À fond(s) la forme

Dans le cadre de Pièces Montrées, ensemble d’expositions d’œuvres issues des collections du Frac Alsace sur quatre sites alsaciens, le Musée d’Art moderne et contemporain de Strasbourg présente Formes et Forces. Visite avec son commissaire, le plasticien Raphaël Zarka, qui dresse son portrait chinois.

Cette année, les vingt-trois Frac fêtent leur trentième anniversaire en programmant une série d’expos, en leur sein et en d’autres lieux, afin d’offrir une vison kaléidoscopique de leurs collections, très hétérogènes. Pour mettre en avant leur travail d’accompagnement auprès des artistes, ces derniers ont été placés au centre de l’événement : des plasticiens sont ainsi associés au commissariat. Le directeur du Frac Alsace a tout de suite songé à Raphaël Zarka pour interroger le fonds, au MAMCS (avec Formes et Forces) et au Frac (Incubus) : « Son regard est subjectif, transversal. Il ne s’est pas livré à une analyse systématique de la collection, mais a fonctionné par goût et affinités », résume Olivier Grasser. Les deux propositions fonctionnent comme un diptyque, le premier volet se voulant une « balade contemplative » et le second, plus « critique », soulevant des questions d’ordre politique et social.

À quelques jours du vernissage de l’exposition du MAMCS, l’artiste examine les toiles, photos ou vidéos, bien dans sa nouvelle peau de curateur. « Le spectre va de figures majeures, des créateurs qui ont marqué l’histoire de l’art et ma “petite” histoire, à des gens de ma génération, qui sont parfois des amis », indique le plasticien qui n’avait « pas d’idée préconçue sur la manière de fabriquer un projet ». Il n’a pas opté pour une thématique, ni pour un processus (« prendre toutes les œuvres produites en 1989, par exemple ») et a vite ressenti l’envie de faire une expo sur sa « passion pour l’art. Mon choix est résolument intuitif. C’est ainsi que je procède dans mon propre travail. Ensuite, il a fallu analyser ces intuitions pour faire une véritable exposition et pas un simple accrochage. »

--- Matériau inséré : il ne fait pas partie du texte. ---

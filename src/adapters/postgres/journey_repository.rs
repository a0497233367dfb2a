//! PostgreSQL implementations of JourneyRepository and UserAccountRepository.
//!
//! State and outbox rows are written in one transaction.

use async_trait::async_trait;
use chrono::{DateTime, Utc};
use sqlx::postgres::PgRow;
use sqlx::{PgPool, Row};
use uuid::Uuid;

use crate::domain::foundation::{
    DistanceKm, DomainError, ErrorCode, JourneyId, Timestamp, UserId,
};
use crate::domain::journey::{Journey, JourneyDetails, Location, TransportType};
use crate::domain::outbox::OutboxEvent;
use crate::domain::user::{UserAccount, UserStatus};
use crate::ports::{
    journey_not_found, version_conflict, JourneyRepository, OutboxRecord, UserAccountRepository,
};

use super::db_error;
use super::outbox::{insert_records, OutboxTable};

/// PostgreSQL implementation of JourneyRepository.
#[derive(Clone)]
pub struct PostgresJourneyRepository {
    pool: PgPool,
}

impl PostgresJourneyRepository {
    pub fn new(pool: PgPool) -> Self {
        Self { pool }
    }
}

/// Tells a stale write apart from a missing row after 0 rows matched.
async fn miss_reason(
    conn: &mut sqlx::PgConnection,
    id: &JourneyId,
    expected: u32,
) -> Result<DomainError, DomainError> {
    let exists: bool = sqlx::query_scalar("SELECT EXISTS(SELECT 1 FROM journeys WHERE id = $1)")
        .bind(id.as_uuid())
        .fetch_one(conn)
        .await
        .map_err(db_error("check journey exists"))?;

    Ok(if exists {
        version_conflict(id, expected)
    } else {
        journey_not_found(id)
    })
}

#[async_trait]
impl JourneyRepository for PostgresJourneyRepository {
    async fn save(&self, journey: &Journey, events: &[OutboxEvent]) -> Result<(), DomainError> {
        let records = OutboxRecord::from_events(events)?;
        let details = journey.details();

        let mut tx = self.pool.begin().await.map_err(db_error("begin transaction"))?;

        if journey.version() <= 1 {
            let result = sqlx::query(
                r#"
                INSERT INTO journeys (
                    id, user_id, start_location, start_time, arrival_location, arrival_time,
                    transport_type, distance_hundredths, version, created_at, updated_at
                ) VALUES ($1, $2, $3, $4, $5, $6, $7, $8, $9, $10, $11)
                ON CONFLICT (id) DO NOTHING
                "#,
            )
            .bind(journey.id().as_uuid())
            .bind(journey.user_id().as_str())
            .bind(details.start_location.as_str())
            .bind(details.start_time.as_datetime())
            .bind(details.arrival_location.as_str())
            .bind(details.arrival_time.as_datetime())
            .bind(details.transport_type.as_str())
            .bind(details.distance_km.hundredths())
            .bind(i64::from(journey.version()))
            .bind(journey.created_at().as_datetime())
            .bind(journey.updated_at().as_datetime())
            .execute(&mut *tx)
            .await
            .map_err(db_error("insert journey"))?;

            if result.rows_affected() == 0 {
                return Err(version_conflict(&journey.id(), 0));
            }
        } else {
            let expected = journey.version() - 1;
            let result = sqlx::query(
                r#"
                UPDATE journeys SET
                    start_location = $2,
                    start_time = $3,
                    arrival_location = $4,
                    arrival_time = $5,
                    transport_type = $6,
                    distance_hundredths = $7,
                    version = $8,
                    updated_at = $9
                WHERE id = $1 AND version = $10
                "#,
            )
            .bind(journey.id().as_uuid())
            .bind(details.start_location.as_str())
            .bind(details.start_time.as_datetime())
            .bind(details.arrival_location.as_str())
            .bind(details.arrival_time.as_datetime())
            .bind(details.transport_type.as_str())
            .bind(details.distance_km.hundredths())
            .bind(i64::from(journey.version()))
            .bind(journey.updated_at().as_datetime())
            .bind(i64::from(expected))
            .execute(&mut *tx)
            .await
            .map_err(db_error("update journey"))?;

            if result.rows_affected() == 0 {
                return Err(miss_reason(&mut *tx, &journey.id(), expected).await?);
            }
        }

        insert_records(&mut *tx, OutboxTable::Journey, &records).await?;

        tx.commit().await.map_err(db_error("commit journey"))?;
        Ok(())
    }

    async fn delete(&self, journey: &Journey, events: &[OutboxEvent]) -> Result<(), DomainError> {
        let records = OutboxRecord::from_events(events)?;
        let id = journey.id();

        let mut tx = self.pool.begin().await.map_err(db_error("begin transaction"))?;

        let result = sqlx::query("DELETE FROM journeys WHERE id = $1 AND version = $2")
            .bind(id.as_uuid())
            .bind(i64::from(journey.version()))
            .execute(&mut *tx)
            .await
            .map_err(db_error("delete journey"))?;

        if result.rows_affected() == 0 {
            return Err(miss_reason(&mut *tx, &id, journey.version()).await?);
        }

        insert_records(&mut *tx, OutboxTable::Journey, &records).await?;

        tx.commit().await.map_err(db_error("commit journey delete"))?;
        Ok(())
    }

    async fn find_by_id(&self, id: &JourneyId) -> Result<Option<Journey>, DomainError> {
        let row = sqlx::query(
            r#"
            SELECT id, user_id, start_location, start_time, arrival_location, arrival_time,
                   transport_type, distance_hundredths, version, created_at, updated_at
            FROM journeys
            WHERE id = $1
            "#,
        )
        .bind(id.as_uuid())
        .fetch_optional(&self.pool)
        .await
        .map_err(db_error("fetch journey"))?;

        row.map(row_to_journey).transpose()
    }
}

fn row_to_journey(row: PgRow) -> Result<Journey, DomainError> {
    let map_err = |e: sqlx::Error| DomainError::database("read journey row", e);

    let id: Uuid = row.try_get("id").map_err(map_err)?;
    let user_id: String = row.try_get("user_id").map_err(map_err)?;
    let start_location: String = row.try_get("start_location").map_err(map_err)?;
    let start_time: DateTime<Utc> = row.try_get("start_time").map_err(map_err)?;
    let arrival_location: String = row.try_get("arrival_location").map_err(map_err)?;
    let arrival_time: DateTime<Utc> = row.try_get("arrival_time").map_err(map_err)?;
    let transport_type: String = row.try_get("transport_type").map_err(map_err)?;
    let distance: i64 = row.try_get("distance_hundredths").map_err(map_err)?;
    let version: i64 = row.try_get("version").map_err(map_err)?;
    let created_at: DateTime<Utc> = row.try_get("created_at").map_err(map_err)?;
    let updated_at: DateTime<Utc> = row.try_get("updated_at").map_err(map_err)?;

    let details = JourneyDetails {
        start_location: Location::new(start_location)?,
        start_time: Timestamp::from_datetime(start_time),
        arrival_location: Location::new(arrival_location)?,
        arrival_time: Timestamp::from_datetime(arrival_time),
        transport_type: transport_type.parse::<TransportType>()?,
        distance_km: DistanceKm::from_hundredths(distance)?,
    };

    Ok(Journey::reconstitute(
        JourneyId::from_uuid(id),
        UserId::new(user_id)?,
        details,
        u32::try_from(version).map_err(|_| {
            DomainError::new(ErrorCode::DatabaseError, format!("invalid journey version {}", version))
        })?,
        Timestamp::from_datetime(created_at),
        Timestamp::from_datetime(updated_at),
    ))
}

/// PostgreSQL implementation of UserAccountRepository.
#[derive(Clone)]
pub struct PostgresUserAccountRepository {
    pool: PgPool,
}

impl PostgresUserAccountRepository {
    pub fn new(pool: PgPool) -> Self {
        Self { pool }
    }
}

#[async_trait]
impl UserAccountRepository for PostgresUserAccountRepository {
    async fn save(&self, account: &UserAccount, events: &[OutboxEvent]) -> Result<(), DomainError> {
        let records = OutboxRecord::from_events(events)?;

        let mut tx = self.pool.begin().await.map_err(db_error("begin transaction"))?;

        sqlx::query(
            r#"
            INSERT INTO user_accounts (id, status, updated_at)
            VALUES ($1, $2, $3)
            ON CONFLICT (id) DO UPDATE SET
                status = EXCLUDED.status,
                updated_at = EXCLUDED.updated_at
            "#,
        )
        .bind(account.id().as_str())
        .bind(account.status().as_str())
        .bind(account.updated_at().as_datetime())
        .execute(&mut *tx)
        .await
        .map_err(db_error("save user account"))?;

        insert_records(&mut *tx, OutboxTable::User, &records).await?;

        tx.commit().await.map_err(db_error("commit user account"))?;
        Ok(())
    }

    async fn find_by_id(&self, id: &UserId) -> Result<Option<UserAccount>, DomainError> {
        let row = sqlx::query("SELECT id, status, updated_at FROM user_accounts WHERE id = $1")
            .bind(id.as_str())
            .fetch_optional(&self.pool)
            .await
            .map_err(db_error("fetch user account"))?;

        let Some(row) = row else {
            return Ok(None);
        };

        let map_err = |e: sqlx::Error| DomainError::database("read user account row", e);
        let status: String = row.try_get("status").map_err(map_err)?;
        let updated_at: DateTime<Utc> = row.try_get("updated_at").map_err(map_err)?;

        Ok(Some(UserAccount::reconstitute(
            id.clone(),
            status.parse::<UserStatus>()?,
            Timestamp::from_datetime(updated_at),
        )))
    }
}
//! PostgreSQL outbox tables.
//!
//! Repositories insert rows through [`insert_records`] inside their own
//! transaction; [`PostgresOutboxStore`] is the relay side.

use async_trait::async_trait;
use chrono::{DateTime, Utc};
use sqlx::postgres::PgRow;
use sqlx::{PgConnection, PgPool, Row};
use std::time::Duration;
use uuid::Uuid;

use crate::domain::foundation::{DomainError, ErrorCode, EventId, Timestamp};
use crate::ports::{OutboxRecord, OutboxStore};

/// The outbox tables created by the migrations.
#[derive(Debug, Clone, Copy, PartialEq, Eq)]
pub enum OutboxTable {
    Journey,
    User,
    Reward,
}

impl OutboxTable {
    pub fn table_name(&self) -> &'static str {
        match self {
            OutboxTable::Journey => "journey_outbox",
            OutboxTable::User => "user_outbox",
            OutboxTable::Reward => "reward_outbox",
        }
    }
}

/// Insert rows on an open transaction.
pub(super) async fn insert_records(
    conn: &mut PgConnection,
    table: OutboxTable,
    records: &[OutboxRecord],
) -> Result<(), DomainError> {
    let sql = format!(
        r#"
        INSERT INTO {} (id, event_type, payload, occurred_at, attempts)
        VALUES ($1, $2, $3, $4, 0)
        "#,
        table.table_name()
    );

    for record in records {
        sqlx::query(&sql)
            .bind(record.id.as_uuid())
            .bind(&record.event_type)
            .bind(&record.payload)
            .bind(record.occurred_at.as_datetime())
            .execute(&mut *conn)
            .await
            .map_err(|e| {
                DomainError::new(
                    ErrorCode::DatabaseError,
                    format!("Failed to insert outbox row: {}", e),
                )
            })?;
    }

    Ok(())
}

/// Relay side of one outbox table.
#[derive(Clone)]
pub struct PostgresOutboxStore {
    pool: PgPool,
    table: OutboxTable,
}

impl PostgresOutboxStore {
    pub fn new(pool: PgPool, table: OutboxTable) -> Self {
        Self { pool, table }
    }

    fn table(&self) -> &'static str {
        self.table.table_name()
    }
}

#[async_trait]
impl OutboxStore for PostgresOutboxStore {
    async fn schema_ready(&self) -> Result<(), DomainError> {
        let found: Option<String> = sqlx::query_scalar("SELECT to_regclass($1)::text")
            .bind(self.table())
            .fetch_one(&self.pool)
            .await
            .map_err(|e| DomainError::database("schema check", e))?;

        match found {
            Some(_) => Ok(()),
            None => Err(DomainError::new(
                ErrorCode::DatabaseError,
                format!("Outbox table {} does not exist", self.table()),
            )),
        }
    }

    async fn claim_unprocessed(
        &self,
        limit: u32,
        lease: Duration,
    ) -> Result<Vec<OutboxRecord>, DomainError> {
        let sql = format!(
            r#"
            WITH claimable AS (
                SELECT id FROM {table}
                WHERE processed_at IS NULL
                  AND (claimed_until IS NULL OR claimed_until < now())
                ORDER BY occurred_at
                LIMIT $1
                FOR UPDATE SKIP LOCKED
            )
            UPDATE {table} o
            SET claimed_until = now() + make_interval(secs => $2),
                attempts = o.attempts + 1
            FROM claimable
            WHERE o.id = claimable.id
            RETURNING o.id, o.event_type, o.payload, o.occurred_at,
                      o.processed_at, o.error, o.attempts, o.claimed_until
            "#,
            table = self.table()
        );

        let rows = sqlx::query(&sql)
            .bind(limit as i64)
            .bind(lease.as_secs_f64())
            .fetch_all(&self.pool)
            .await
            .map_err(|e| {
                DomainError::new(
                    ErrorCode::DatabaseError,
                    format!("Failed to claim outbox rows: {}", e),
                )
            })?;

        let mut records = rows
            .into_iter()
            .map(row_to_record)
            .collect::<Result<Vec<_>, _>>()?;
        // RETURNING does not preserve the CTE's order.
        records.sort_by_key(|r| r.occurred_at);
        Ok(records)
    }

    async fn mark_processed(&self, id: &EventId, at: Timestamp) -> Result<(), DomainError> {
        let sql = format!(
            "UPDATE {} SET processed_at = $2, claimed_until = NULL, error = NULL WHERE id = $1",
            self.table()
        );
        sqlx::query(&sql)
            .bind(id.as_uuid())
            .bind(at.as_datetime())
            .execute(&self.pool)
            .await
            .map_err(|e| {
                DomainError::new(
                    ErrorCode::DatabaseError,
                    format!("Failed to mark outbox row processed: {}", e),
                )
            })?;
        Ok(())
    }

    async fn record_error(&self, id: &EventId, error: &str) -> Result<(), DomainError> {
        let sql = format!(
            "UPDATE {} SET error = $2, claimed_until = NULL WHERE id = $1",
            self.table()
        );
        sqlx::query(&sql)
            .bind(id.as_uuid())
            .bind(error)
            .execute(&self.pool)
            .await
            .map_err(|e| {
                DomainError::new(
                    ErrorCode::DatabaseError,
                    format!("Failed to record outbox error: {}", e),
                )
            })?;
        Ok(())
    }

    async fn cleanup_processed(&self, before: Timestamp) -> Result<u64, DomainError> {
        let sql = format!(
            "DELETE FROM {} WHERE processed_at IS NOT NULL AND processed_at < $1",
            self.table()
        );
        let result = sqlx::query(&sql)
            .bind(before.as_datetime())
            .execute(&self.pool)
            .await
            .map_err(|e| {
                DomainError::new(
                    ErrorCode::DatabaseError,
                    format!("Failed to clean up outbox: {}", e),
                )
            })?;
        Ok(result.rows_affected())
    }
}

fn row_to_record(row: PgRow) -> Result<OutboxRecord, DomainError> {
    let map_err = |e: sqlx::Error| DomainError::database("read outbox row", e);

    let id: Uuid = row.try_get("id").map_err(map_err)?;
    let occurred_at: DateTime<Utc> = row.try_get("occurred_at").map_err(map_err)?;
    let processed_at: Option<DateTime<Utc>> = row.try_get("processed_at").map_err(map_err)?;
    let claimed_until: Option<DateTime<Utc>> = row.try_get("claimed_until").map_err(map_err)?;
    let attempts: i32 = row.try_get("attempts").map_err(map_err)?;

    Ok(OutboxRecord {
        id: EventId::from_uuid(id),
        event_type: row.try_get("event_type").map_err(map_err)?,
        payload: row.try_get("payload").map_err(map_err)?,
        occurred_at: Timestamp::from_datetime(occurred_at),
        processed_at: processed_at.map(Timestamp::from_datetime),
        error: row.try_get("error").map_err(map_err)?,
        attempts: attempts.max(0) as u32,
        claimed_until: claimed_until.map(Timestamp::from_datetime),
    })
}

#[cfg(test)]
mod tests {
    use super::*;

    #[test]
    fn table_names_match_migrations() {
        assert_eq!(OutboxTable::Journey.table_name(), "journey_outbox");
        assert_eq!(OutboxTable::User.table_name(), "user_outbox");
        assert_eq!(OutboxTable::Reward.table_name(), "reward_outbox");
    }
}
//! Strongly-typed identifier value objects.

use serde::{Deserialize, Serialize};
use std::fmt;
use std::str::FromStr;
use uuid::Uuid;

use super::ValidationError;

/// Unique identifier for a journey.
#[derive(Debug, Clone, Copy, PartialEq, Eq, Hash, PartialOrd, Ord, Serialize, Deserialize)]
#[serde(transparent)]
pub struct JourneyId(Uuid);

impl JourneyId {
    /// Creates a new random JourneyId.
    pub fn new() -> Self {
        Self(Uuid::new_v4())
    }

    /// Creates a JourneyId from an existing UUID.
    pub fn from_uuid(uuid: Uuid) -> Self {
        Self(uuid)
    }

    /// Returns the inner UUID.
    pub fn as_uuid(&self) -> &Uuid {
        &self.0
    }
}

impl Default for JourneyId {
    fn default() -> Self {
        Self::new()
    }
}

impl fmt::Display for JourneyId {
    fn fmt(&self, f: &mut fmt::Formatter<'_>) -> fmt::Result {
        write!(f, "{}", self.0)
    }
}

impl FromStr for JourneyId {
    type Err = uuid::Error;

    fn from_str(s: &str) -> Result<Self, Self::Err> {
        Ok(Self(Uuid::parse_str(s)?))
    }
}

/// Identity-provider subject of a user.
///
/// Kept as an opaque string because the identity provider owns the format.
#[derive(Debug, Clone, PartialEq, Eq, Hash, PartialOrd, Ord, Serialize, Deserialize)]
#[serde(try_from = "String", into = "String")]
pub struct UserId(String);

impl UserId {
    /// Creates a new UserId, returning error if empty.
    pub fn new(id: impl Into<String>) -> Result<Self, ValidationError> {
        let id = id.into();
        if id.trim().is_empty() {
            return Err(ValidationError::empty_field("user_id"));
        }
        Ok(Self(id))
    }

    /// Returns the inner string slice.
    pub fn as_str(&self) -> &str {
        &self.0
    }
}

impl fmt::Display for UserId {
    fn fmt(&self, f: &mut fmt::Formatter<'_>) -> fmt::Result {
        write!(f, "{}", self.0)
    }
}

impl TryFrom<String> for UserId {
    type Error = ValidationError;

    fn try_from(value: String) -> Result<Self, Self::Error> {
        Self::new(value)
    }
}

impl From<UserId> for String {
    fn from(id: UserId) -> Self {
        id.0
    }
}

#[cfg(test)]
mod tests {
    use super::*;

    #[test]
    fn journey_id_generates_unique_values() {
        assert_ne!(JourneyId::new(), JourneyId::new());
    }

    #[test]
    fn journey_id_parses_from_string() {
        let id = JourneyId::new();
        let parsed: JourneyId = id.to_string().parse().unwrap();
        assert_eq!(id, parsed);
    }

    #[test]
    fn user_id_accepts_non_empty_string() {
        let id = UserId::new("user-123").unwrap();
        assert_eq!(id.as_str(), "user-123");
    }

    #[test]
    fn user_id_rejects_blank_string() {
        match UserId::new("  ") {
            Err(ValidationError::EmptyField { field }) => assert_eq!(field, "user_id"),
            other => panic!("expected EmptyField, got {:?}", other),
        }
    }

    #[test]
    fn user_id_deserialization_validates() {
        let result: Result<UserId, _> = serde_json::from_str(r#""""#);
        assert!(result.is_err());

        let id: UserId = serde_json::from_str(r#""alice""#).unwrap();
        assert_eq!(id.as_str(), "alice");
    }
}
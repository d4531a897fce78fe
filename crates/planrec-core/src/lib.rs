//! Core library for recording planner output.
//!
//! This crate keeps the textual records a planning search produces and
//! consumes:
//!
//! - **Plan files**: every plan a search finds is written as `(name)` lines
//!   followed by a `; cost = …` comment, to `sas_plan` or to sequentially
//!   numbered `sas_plan.N` files ([`writer`])
//! - **Failed-plan traces**: a line-oriented file of earlier unsuccessful
//!   attempts, each marking the stage at which it failed, parsed strictly
//!   into a read-only [`FailedPlanStore`] ([`trace`])
//!
//! The search itself and the task model stay outside the crate; plans refer
//! to operators through [`OperatorId`] handles resolved by an
//! [`ActionCatalog`].
//!
//! # Quick Start
//!
//! ```rust
//! use planrec_core::{
//!     calculate_plan_cost, parse_failed_plans,
//!     models::{Operator, OperatorTable},
//! };
//!
//! let table = OperatorTable::new(vec![
//!     Operator::new("fly p1 c1 c2", 3),
//!     Operator::new("debark p1 c2", 1),
//! ]);
//! let plan = table.resolve_plan(["fly p1 c1 c2", "debark p1 c2"]).unwrap();
//! assert_eq!(calculate_plan_cost(&plan, &table), 4);
//!
//! let traces = parse_failed_plans("(fly p1 c1 c2%%%)\n=====\n").unwrap();
//! assert_eq!(traces.len(), 2);
//! assert_eq!(traces[0].failing_entry(), Some("fly p1 c1 c2"));
//! ```

pub mod cost;
pub mod display;
pub mod error;
pub mod manager;
pub mod models;
pub mod trace;
pub mod writer;

// Re-export commonly used types
pub use cost::{calculate_plan_cost, plan_cost};
pub use display::{PlanFile, TraceSummary};
pub use error::{PlanRecError, Result, TraceFormatError, SEARCH_INPUT_ERROR};
pub use manager::{PlanManager, PlanManagerBuilder};
pub use models::{
    ActionCatalog, CostKind, FailedPlanRecord, FailedPlanStore, Operator, OperatorId,
    OperatorTable, Plan, PlanCost,
};
pub use trace::{parse_failed_plans, read_failed_plans};
pub use writer::{PlanWriter, SavedPlan, DEFAULT_PLAN_FILENAME};
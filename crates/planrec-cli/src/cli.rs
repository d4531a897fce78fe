//! Command handlers for the planrec binary.

use anyhow::{bail, Context, Result};
use log::info;
use planrec_core::{plan_cost, read_failed_plans, PlanManagerBuilder, PlanRecError, TraceSummary};

use crate::{
    args::{CostArgs, FailedPlansArgs, SaveArgs},
    catalog::{load_catalog, load_plan},
    renderer::TerminalRenderer,
};

pub struct Cli {
    renderer: TerminalRenderer,
}

impl Cli {
    pub fn new(renderer: TerminalRenderer) -> Self {
        Self { renderer }
    }

    /// Saves every `--plan` in order through one plan manager.
    pub fn save(&self, args: SaveArgs) -> Result<()> {
        if args.plans.len() > 1 && !(args.multiple || args.anytime) {
            bail!("Saving more than one plan requires --multiple or --anytime");
        }

        let table = load_catalog(&args.catalog)?;
        let plans = args
            .plans
            .iter()
            .map(|path| load_plan(path, &table))
            .collect::<Result<Vec<_>>>()?;

        let mut manager = PlanManagerBuilder::from(&args).build()?;
        if let Some(path) = manager.failed_plans_filename() {
            info!(
                "Loaded {} failed plan(s) from {}",
                manager.failed_plans().len(),
                path.display()
            );
        }

        for plan in &plans {
            let saved = manager
                .save_plan(plan, &table)
                .with_context(|| format!("Failed to save plan {}", manager.plans_written() + 1))?;
            println!(
                "Saved plan {} to {} ({} step(s), cost {} ({}))",
                saved.number,
                saved.path.display(),
                saved.length,
                saved.cost.cost,
                saved.cost.kind
            );
        }
        Ok(())
    }

    pub fn cost(&self, args: CostArgs) -> Result<()> {
        let table = load_catalog(&args.catalog)?;
        let plan = load_plan(&args.plan, &table)?;
        let cost = plan_cost(&plan, &table);
        println!("Plan length: {} step(s).", plan.len());
        println!("Plan cost: {} ({})", cost.cost, cost.kind);
        Ok(())
    }

    pub fn failed_plans(&self, args: FailedPlansArgs) -> Result<()> {
        let store = read_failed_plans(&args.file).map_err(PlanRecError::from)?;
        if args.json {
            println!("{}", serde_json::to_string_pretty(&store)?);
            return Ok(());
        }
        self.renderer.render(&TraceSummary(&store).to_string())
    }
}
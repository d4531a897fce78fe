use std::path::PathBuf;

use clap::{Args as ClapArgs, Parser, Subcommand};
use planrec_core::{PlanManagerBuilder, DEFAULT_PLAN_FILENAME};

/// Save planner output and inspect failed-plan traces
///
/// Plans are written as `(operator name)` lines followed by a cost comment,
/// either to a single plan file or to sequentially numbered files. Failed-plan
/// trace files are parsed strictly and reported as markdown or JSON.
#[derive(Parser)]
#[command(version, about, name = "planrec")]
pub struct Args {
    /// Disable colored output and use plain text
    #[arg(long, global = true)]
    pub no_color: bool,

    #[command(subcommand)]
    pub command: Commands,
}

/// Available commands
#[derive(Subcommand)]
pub enum Commands {
    /// Save one or more plans to plan files
    #[command(alias = "s")]
    Save(SaveArgs),
    /// Print the cost of a plan without saving it
    #[command(alias = "c")]
    Cost(CostArgs),
    /// Parse and display a failed-plans trace file
    #[command(alias = "f")]
    FailedPlans(FailedPlansArgs),
}

/// Save plans
///
/// Each `--plan` file lists one operator name per line, optionally wrapped in
/// parentheses. Blank lines and `;` comment lines are skipped, so a saved plan
/// file can be passed back in.
#[derive(ClapArgs)]
pub struct SaveArgs {
    /// JSON operator catalog: {"operators": [{"name": "...", "cost": 1}, ...]}
    #[arg(long)]
    pub catalog: PathBuf,

    /// Plan to save; repeat to save several plans in order
    #[arg(long = "plan", required = true)]
    pub plans: Vec<PathBuf>,

    /// Base name of the plan output file
    #[arg(long, default_value = DEFAULT_PLAN_FILENAME)]
    pub plan_file: PathBuf,

    /// Number the output files (<plan-file>.1, <plan-file>.2, ...)
    #[arg(long)]
    pub multiple: bool,

    /// Running inside an anytime portfolio; implies numbered output files
    #[arg(long)]
    pub anytime: bool,

    /// Plans already written by earlier runs; numbering continues after them
    #[arg(long, default_value_t = 0)]
    pub previously_generated: usize,

    /// Failed-plans trace to validate before saving
    #[arg(long)]
    pub failed_plans: Option<PathBuf>,
}

impl From<&SaveArgs> for PlanManagerBuilder {
    fn from(val: &SaveArgs) -> Self {
        PlanManagerBuilder::new()
            .with_plan_filename(&val.plan_file)
            .with_failed_plans_file(val.failed_plans.as_ref())
            .with_previously_generated(val.previously_generated)
            .with_multiple_plan_files(val.multiple)
            .with_anytime_portfolio(val.anytime)
    }
}

/// Compute a plan's cost
#[derive(ClapArgs)]
pub struct CostArgs {
    /// JSON operator catalog
    #[arg(long)]
    pub catalog: PathBuf,

    /// Plan file listing operator names
    #[arg(long)]
    pub plan: PathBuf,
}

/// Display failed-plan traces
#[derive(ClapArgs)]
pub struct FailedPlansArgs {
    /// Failed-plans trace file
    pub file: PathBuf,

    /// Print the parsed traces as JSON
    #[arg(long)]
    pub json: bool,
}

Balade dans les collections

Formes et Forces s’ouvre sur une photographie de Jean-Marc Bustamante (un chemin forestier) ou encore une œuvre  d’Henri Cueco, qu’Estelle Pietrzyk, directrice du MAMCS, a soumis à Raphaël. Il s’agit d’un paysage structuré grâce à des cadres géométriques (un triangle et un trapèze) de Sentiers dans l’herbe à la mine de plomb sur papier. « J’espère que l’exposition est elle-même un sentier, proposant plusieurs pistes. » À proximité, l’Aile de faucon, photographie en noir et blanc de Balthasar Burkhard, illustre parfaitement les préoccupations de Zarka (qui fait partie des quatre nommés au Prix Marcel Duchamp 2013). « Je vois dans les damiers de cette aile déployée ce que j’ai trouvé chez des théoriciens comme Roger Caillois qui font le lien entre la géométrie naturelle et la structuration de la raison, du mathématicien », développe le plasticien à la pratique presque documentaire, qui recherche obstinément des figures géométriques dans les arts ou la nature et qui souligne la migration constante des formes et des idées à travers les âges.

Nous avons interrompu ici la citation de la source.